» **ACTIVITY**: The data below holds a line containing "pub const SWIPE_MIN_DISTANCE: i32 = 10;" and a line containing "pub struct GestureRecognizer"; please quote exactly those two lines and every line between them, and nothing else.

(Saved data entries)
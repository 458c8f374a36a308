use embassy_sync::blocking_mutex::raw::RawMutex;
use embassy_sync::channel::Sender;
use embedded_graphics::prelude::Point;
use heapless::Vec;
use log::{debug, warn};

use super::{TouchEvent, TouchKind};

/// A contact shorter than this, that moved less than
/// [`TAP_MAX_DISTANCE`], is a tap.
pub const TAP_MAX_DURATION_MS: u64 = 500;
pub const TAP_MAX_DISTANCE: i32 = 5;
/// Minimum travel for a swipe.
pub const SWIPE_MIN_DISTANCE: i32 = 10;

/// One sample read from the touch controller.
#[derive(Debug, Clone, Copy, PartialEq, Eq)]
pub struct RawTouch {
    pub pressed: bool,
    pub point: Point,
    pub timestamp_ms: u64,
}

#[derive(Debug, Clone, Copy, PartialEq, Eq)]
enum State {
    Clear,
    Pressed {
        first: Point,
        last: Point,
        start_ms: u64,
    },
}

/// Turns the raw contact stream into press/release/tap/swipe events.
#[derive(Debug)]
pub struct GestureRecognizer {
    state: State,
}

impl Default for GestureRecognizer {
    fn default() -> Self {
        Self::new()
    }
}

impl GestureRecognizer {
    pub const fn new() -> Self {
        Self {
            state: State::Clear,
        }
    }

    pub fn is_pressed(&self) -> bool {
        matches!(self.state, State::Pressed { .. })
    }

    /// Feed one sample, returning the events it completes (at most two: a
    /// release followed by a tap or a swipe).
    pub fn feed(&mut self, sample: RawTouch) -> Vec<TouchEvent, 2> {
        let mut events = Vec::new();
        match (self.state, sample.pressed) {
            (State::Clear, true) => {
                self.state = State::Pressed {
                    first: sample.point,
                    last: sample.point,
                    start_ms: sample.timestamp_ms,
                };
                let _ = events.push(TouchEvent::new(TouchKind::Press, sample.point));
            }
            (State::Pressed { first, start_ms, .. }, true) => {
                self.state = State::Pressed {
                    first,
                    last: sample.point,
                    start_ms,
                };
            }
            (
                State::Pressed {
                    first,
                    last,
                    start_ms,
                },
                false,
            ) => {
                self.state = State::Clear;
                let _ = events.push(TouchEvent::new(TouchKind::Release, last));
                if let Some(gesture) =
                    classify(first, last, sample.timestamp_ms.saturating_sub(start_ms))
                {
                    let _ = events.push(gesture);
                }
            }
            (State::Clear, false) => {}
        }
        events
    }

    /// Feed one sample and queue the resulting events without waiting.
    /// Events that do not fit in the queue are dropped.
    pub fn feed_into<M: RawMutex, const N: usize>(
        &mut self,
        sample: RawTouch,
        sender: &Sender<'_, M, TouchEvent, N>,
    ) {
        for event in self.feed(sample) {
            if sender.try_send(event).is_err() {
                warn!("touch queue full, dropping {:?}", event.kind);
            }
        }
    }
}

fn classify(first: Point, last: Point, duration_ms: u64) -> Option<TouchEvent> {
    let delta = last - first;
    let distance = int_distance(delta.x, delta.y);
    let velocity = (distance * 100 / duration_ms.max(1) as i64) as i32;

    if duration_ms < TAP_MAX_DURATION_MS && distance < TAP_MAX_DISTANCE as i64 {
        debug!("tap at {},{}", first.x, first.y);
        return Some(TouchEvent::new(TouchKind::Tap, first));
    }
    if distance < SWIPE_MIN_DISTANCE as i64 {
        return None;
    }

    let kind = if delta.x.abs() > delta.y.abs() {
        if delta.x > 0 {
            TouchKind::SwipeRight
        } else {
            TouchKind::SwipeLeft
        }
    } else if delta.y.abs() > delta.x.abs() {
        if delta.y > 0 {
            TouchKind::SwipeDown
        } else {
            TouchKind::SwipeUp
        }
    } else {
        // Perfect diagonal, no dominant axis
        return None;
    };
    debug!("{:?}, velocity {}", kind, velocity);
    Some(TouchEvent::swipe(kind, first, velocity))
}

/// Integer Euclidean distance, truncated.
fn int_distance(dx: i32, dy: i32) -> i64 {
    let squared = (dx as i64) * (dx as i64) + (dy as i64) * (dy as i64);
    if squared < 2 {
        return squared;
    }
    let mut x = squared;
    let mut y = (x + 1) / 2;
    while y < x {
        x = y;
        y = (x + squared / x) / 2;
    }
    x
}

» **ANSWER BELOW**:
pub const SWIPE_MIN_DISTANCE: i32 = 10;

/// One sample read from the touch controller.
#[derive(Debug, Clone, Copy, PartialEq, Eq)]
pub struct RawTouch {
    pub pressed: bool,
    pub point: Point,
    pub timestamp_ms: u64,
}

#[derive(Debug, Clone, Copy, PartialEq, Eq)]
enum State {
    Clear,
    Pressed {
        first: Point,
        last: Point,
        start_ms: u64,
    },
}

/// Turns the raw contact stream into press/release/tap/swipe events.
#[derive(Debug)]
pub struct GestureRecognizer {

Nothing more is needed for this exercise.